(Data extracted from a collection)

[Start of Attachment]

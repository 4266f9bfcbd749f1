use async_trait::async_trait;
use chrono::{DateTime, Utc};
use gusen_model::{ClientAssignment, ClientDetail, LoginId};
use sqlx::{FromRow, PgPool};
use tracing::info;

use crate::{
    database::ports::ClientStore,
    error::{AdminError, Result},
    identity::WriteStamp,
    pagination::sql::like_pattern,
};

#[derive(Debug, FromRow)]
struct ClientRow {
    client_code: String,
    client_name: String,
}

impl From<ClientRow> for ClientDetail {
    fn from(row: ClientRow) -> Self {
        ClientDetail {
            client_code: row.client_code,
            client_name: row.client_name,
        }
    }
}

#[derive(Debug, FromRow)]
struct AssignmentRow {
    login_id: String,
    client_code: String,
    created_at: DateTime<Utc>,
    created_by: Option<String>,
}

impl TryFrom<AssignmentRow> for ClientAssignment {
    type Error = AdminError;

    fn try_from(row: AssignmentRow) -> Result<Self> {
        Ok(ClientAssignment {
            login_id: LoginId::parse(&row.login_id)?,
            client_code: row.client_code,
            created_at: row.created_at,
            created_by: row.created_by,
        })
    }
}

#[derive(Clone, Debug)]
pub struct PostgresClientStore {
    pool: PgPool,
}

impl PostgresClientStore {
    pub fn new(pool: PgPool) -> Self {
        Self { pool }
    }
}

#[async_trait]
impl ClientStore for PostgresClientStore {
    async fn find_client(&self, client_code: &str) -> Result<Option<ClientDetail>> {
        let row = sqlx::query_as::<_, ClientRow>(
            "SELECT client_code, client_name FROM clients WHERE client_code = $1",
        )
        .bind(client_code)
        .fetch_optional(&self.pool)
        .await?;

        Ok(row.map(ClientDetail::from))
    }

    async fn assignments_for(&self, login_id: &LoginId) -> Result<Vec<ClientAssignment>> {
        let rows = sqlx::query_as::<_, AssignmentRow>(
            r#"
            SELECT login_id, client_code, created_at, created_by
            FROM user_clients
            WHERE login_id = $1
            ORDER BY created_at ASC
            "#,
        )
        .bind(login_id.as_str())
        .fetch_all(&self.pool)
        .await?;

        rows.into_iter().map(ClientAssignment::try_from).collect()
    }

    async fn unassigned(&self, code_fragment: &str) -> Result<Vec<ClientDetail>> {
        let rows = sqlx::query_as::<_, ClientRow>(
            r#"
            SELECT c.client_code, c.client_name
            FROM clients c
            WHERE NOT EXISTS (
                SELECT 1 FROM user_clients uc WHERE uc.client_code = c.client_code
            )
            AND ($1::TEXT IS NULL OR c.client_code LIKE $1 ESCAPE '\')
            ORDER BY c.client_code ASC
            "#,
        )
        .bind((!code_fragment.is_empty()).then(|| like_pattern(code_fragment)))
        .fetch_all(&self.pool)
        .await?;

        Ok(rows.into_iter().map(ClientDetail::from).collect())
    }

    async fn assign(
        &self,
        login_id: &LoginId,
        client_code: &str,
        stamp: &WriteStamp,
    ) -> Result<ClientAssignment> {
        let mut tx = self.pool.begin().await?;

        let holder: Option<String> = sqlx::query_scalar(
            "SELECT login_id FROM user_clients WHERE client_code = $1 FOR UPDATE",
        )
        .bind(client_code)
        .fetch_optional(&mut *tx)
        .await?;
        if let Some(holder) = holder.filter(|holder| holder != login_id.as_str()) {
            return Err(AdminError::Conflict(format!(
                "client {client_code} is already assigned to {holder}"
            )));
        }

        sqlx::query("DELETE FROM user_clients WHERE login_id = $1")
            .bind(login_id.as_str())
            .execute(&mut *tx)
            .await?;

        let row = sqlx::query_as::<_, AssignmentRow>(
            r#"
            INSERT INTO user_clients (login_id, client_code, created_at, created_by)
            VALUES ($1, $2, $3, $4)
            RETURNING login_id, client_code, created_at, created_by
            "#,
        )
        .bind(login_id.as_str())
        .bind(client_code)
        .bind(stamp.at)
        .bind(stamp.actor.as_str())
        .fetch_one(&mut *tx)
        .await?;

        tx.commit().await?;

        info!(login_id = %login_id, client_code, "replaced client association");
        ClientAssignment::try_from(row)
    }
}
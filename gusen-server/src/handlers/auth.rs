use axum::{Json, extract::State};
use gusen_model::{ApiResponse, LoginRequest, LoginResponse};

use crate::infra::{app_state::AppState, errors::AppResult};

pub const TOKEN_TYPE: &str = "Bearer";

pub async fn login(
    State(state): State<AppState>,
    Json(request): Json<LoginRequest>,
) -> AppResult<Json<ApiResponse<LoginResponse>>> {
    let issued = state
        .auth
        .login_admin(&request.login_id, &request.password)
        .await?;

    Ok(Json(ApiResponse::success(LoginResponse {
        token: issued.token,
        token_type: TOKEN_TYPE.to_string(),
        expires_at: issued.expires_at,
    })))
}
use std::{fmt, sync::Arc};

use gusen_config::Config;
use gusen_core::{
    auth::{CredentialHasher, SessionGuard, SigningKey, TokenService},
    database::{CityStore, ClientStore, LogStore, UserStore},
    services::{
        ActivityLogService, AuthService, ClientDirectoryService, UserManagementService,
    },
};

/// Everything a request handler can reach. Cloned per request; all members
/// are shared handles.
#[derive(Clone)]
pub struct AppState {
    pub config: Arc<Config>,
    pub auth: Arc<AuthService>,
    pub users: Arc<UserManagementService>,
    pub activity: Arc<ActivityLogService>,
    pub directory: Arc<ClientDirectoryService>,
    pub guard: Arc<SessionGuard>,
}

impl fmt::Debug for AppState {
    fn fmt(&self, f: &mut fmt::Formatter<'_>) -> fmt::Result {
        f.debug_struct("AppState").finish_non_exhaustive()
    }
}

impl AppState {
    pub fn new(
        config: Config,
        users: Arc<dyn UserStore>,
        logs: Arc<dyn LogStore>,
        clients: Arc<dyn ClientStore>,
        cities: Arc<dyn CityStore>,
        hasher: Arc<dyn CredentialHasher>,
        signing_key: &SigningKey,
    ) -> Self {
        let tokens = Arc::new(TokenService::new(
            signing_key,
            config.auth.admin_role.clone(),
        ));

        Self {
            auth: Arc::new(AuthService::new(
                users.clone(),
                hasher.clone(),
                tokens.clone(),
            )),
            directory: Arc::new(ClientDirectoryService::new(
                users.clone(),
                clients,
                cities,
            )),
            users: Arc::new(UserManagementService::new(users, hasher)),
            activity: Arc::new(ActivityLogService::new(logs)),
            guard: Arc::new(SessionGuard::new(tokens)),
            config: Arc::new(config),
        }
    }

    pub fn config(&self) -> &Config {
        &self.config
    }
}
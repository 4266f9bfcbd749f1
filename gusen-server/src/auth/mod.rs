pub mod middleware;

pub use middleware::require_admin_session;
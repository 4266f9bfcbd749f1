use anyhow::Result;
use axum::http::StatusCode;
use chrono::{Duration, Utc};
use gusen_model::{LoginId, routes::{HEALTH, v1}};
use serde_json::{Value, json};

#[path = "support/mod.rs"]
mod support;

use support::{bearer, build_test_app, default_users};

#[tokio::test]
async fn login_returns_a_bearer_token() -> Result<()> {
    let app = build_test_app(default_users(), Vec::new())?;

    let response = app
        .server
        .post(v1::auth::LOGIN)
        .json(&json!({ "login_id": "admin1", "password": "secret" }))
        .await;

    response.assert_status_ok();
    let body: Value = response.json();
    assert_eq!(body["status"], "success");
    assert_eq!(body["data"]["token_type"], "Bearer");

    let token = body["data"]["token"].as_str().expect("token");
    let claims = app.tokens.validate(token)?;
    assert_eq!(claims.login_id, "ADMIN1");
    assert_eq!(claims.role, "ADMIN");
    Ok(())
}

#[tokio::test]
async fn wrong_password_is_unauthorized() -> Result<()> {
    let app = build_test_app(default_users(), Vec::new())?;

    let response = app
        .server
        .post(v1::auth::LOGIN)
        .json(&json!({ "login_id": "ADMIN1", "password": "wrong" }))
        .await;

    response.assert_status(StatusCode::UNAUTHORIZED);
    let body: Value = response.json();
    assert_eq!(body["error"]["status"], 401);
    Ok(())
}

#[tokio::test]
async fn unknown_user_is_unauthorized() -> Result<()> {
    let app = build_test_app(default_users(), Vec::new())?;

    let response = app
        .server
        .post(v1::auth::LOGIN)
        .json(&json!({ "login_id": "GHOST", "password": "secret" }))
        .await;

    response.assert_status(StatusCode::UNAUTHORIZED);
    Ok(())
}

#[tokio::test]
async fn non_admin_login_is_forbidden() -> Result<()> {
    let app = build_test_app(default_users(), Vec::new())?;

    let response = app
        .server
        .post(v1::auth::LOGIN)
        .json(&json!({ "login_id": "OPS01", "password": "ops-pass" }))
        .await;

    response.assert_status(StatusCode::FORBIDDEN);
    let body: Value = response.json();
    assert!(body.get("data").is_none());
    Ok(())
}

#[tokio::test]
async fn protected_routes_require_a_header() -> Result<()> {
    let app = build_test_app(default_users(), Vec::new())?;

    app.server
        .get(v1::users::COLLECTION)
        .await
        .assert_status(StatusCode::UNAUTHORIZED);
    app.server
        .get(v1::logs::COLLECTION)
        .await
        .assert_status(StatusCode::UNAUTHORIZED);
    Ok(())
}

#[tokio::test]
async fn malformed_authorization_headers_are_rejected() -> Result<()> {
    let app = build_test_app(default_users(), Vec::new())?;
    let token = app.admin_token().await;

    for header in [token.clone(), format!("bearer {token}"), "Bearer ".to_string()] {
        app.server
            .get(v1::users::COLLECTION)
            .add_header("Authorization", header)
            .await
            .assert_status(StatusCode::UNAUTHORIZED);
    }
    Ok(())
}

#[tokio::test]
async fn expired_token_is_rejected() -> Result<()> {
    let app = build_test_app(default_users(), Vec::new())?;
    let admin = LoginId::parse("ADMIN1")?;
    let stale = app
        .tokens
        .issue_at(&admin, "ADMIN", Utc::now() - Duration::hours(3))?;

    app.server
        .get(v1::users::COLLECTION)
        .add_header("Authorization", bearer(&stale.token))
        .await
        .assert_status(StatusCode::UNAUTHORIZED);
    Ok(())
}

#[tokio::test]
async fn token_with_another_role_is_rejected() -> Result<()> {
    let app = build_test_app(default_users(), Vec::new())?;
    let operator = LoginId::parse("OPS01")?;
    let issued = app.tokens.issue(&operator, "OPERATOR")?;

    app.server
        .get(v1::users::COLLECTION)
        .add_header("Authorization", bearer(&issued.token))
        .await
        .assert_status(StatusCode::UNAUTHORIZED);
    Ok(())
}

#[tokio::test]
async fn token_from_another_key_is_rejected() -> Result<()> {
    let app = build_test_app(default_users(), Vec::new())?;
    let other = build_test_app(default_users(), Vec::new())?;
    let foreign = other.admin_token().await;

    app.server
        .get(v1::users::COLLECTION)
        .add_header("Authorization", bearer(&foreign))
        .await
        .assert_status(StatusCode::UNAUTHORIZED);
    Ok(())
}

#[tokio::test]
async fn login_then_protected_call_succeeds() -> Result<()> {
    let app = build_test_app(default_users(), Vec::new())?;
    let token = app.admin_token().await;

    let response = app
        .server
        .get(v1::users::COLLECTION)
        .add_header("Authorization", bearer(&token))
        .await;

    response.assert_status_ok();
    let body: Value = response.json();
    assert_eq!(body["data"]["total"], 2);
    Ok(())
}

#[tokio::test]
async fn health_is_public() -> Result<()> {
    let app = build_test_app(Vec::new(), Vec::new())?;

    let response = app.server.get(HEALTH).await;
    response.assert_status_ok();
    let body: Value = response.json();
    assert_eq!(body["status"], "ok");
    Ok(())
}
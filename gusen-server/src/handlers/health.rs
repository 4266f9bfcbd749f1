use axum::Json;
use serde_json::{Value, json};

pub async fn health() -> Json<Value> {
    Json(json!({
        "status": "ok",
        "version": env!("CARGO_PKG_VERSION"),
    }))
}
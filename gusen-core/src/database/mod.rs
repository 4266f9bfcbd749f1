pub mod memory;
pub mod ports;
#[cfg(feature = "database")]
pub mod postgres;

pub use memory::{
    InMemoryCityStore, InMemoryClientStore, InMemoryLogStore, InMemoryUserStore,
};
pub use ports::{CityStore, ClientStore, LogStore, UserStore};
//! Data model definitions shared across the Gusen admin crates.
#![allow(missing_docs)]

pub mod activity;
pub mod auth;
pub mod clients;
pub mod error;
pub mod identity;
pub mod pagination;
pub mod responses;
pub mod routes;

pub use activity::LoginLogEntry;
pub use auth::{LoginRequest, LoginResponse};
pub use clients::{
    AssignClientRequest, City, ClientAssignment, ClientDetail, ClientSearchQuery,
};
pub use error::ModelError;
pub use identity::{
    CreateUserRequest, LoginId, PinChangeRequest, PasswordChangeRequest,
    UpdateUserRequest, UserDetail, UserStatus, UserSummary,
};
pub use pagination::{Page, PageQuery, PageRequest};
pub use responses::ApiResponse;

[End of Attachment]

**DESCRIPTION OF THE TASK:** Working through the records, copy each line in which the word "info" appears.

**COMPLETED TASK:**
use tracing::info;
        info!(login_id = %login_id, client_code, "replaced client association");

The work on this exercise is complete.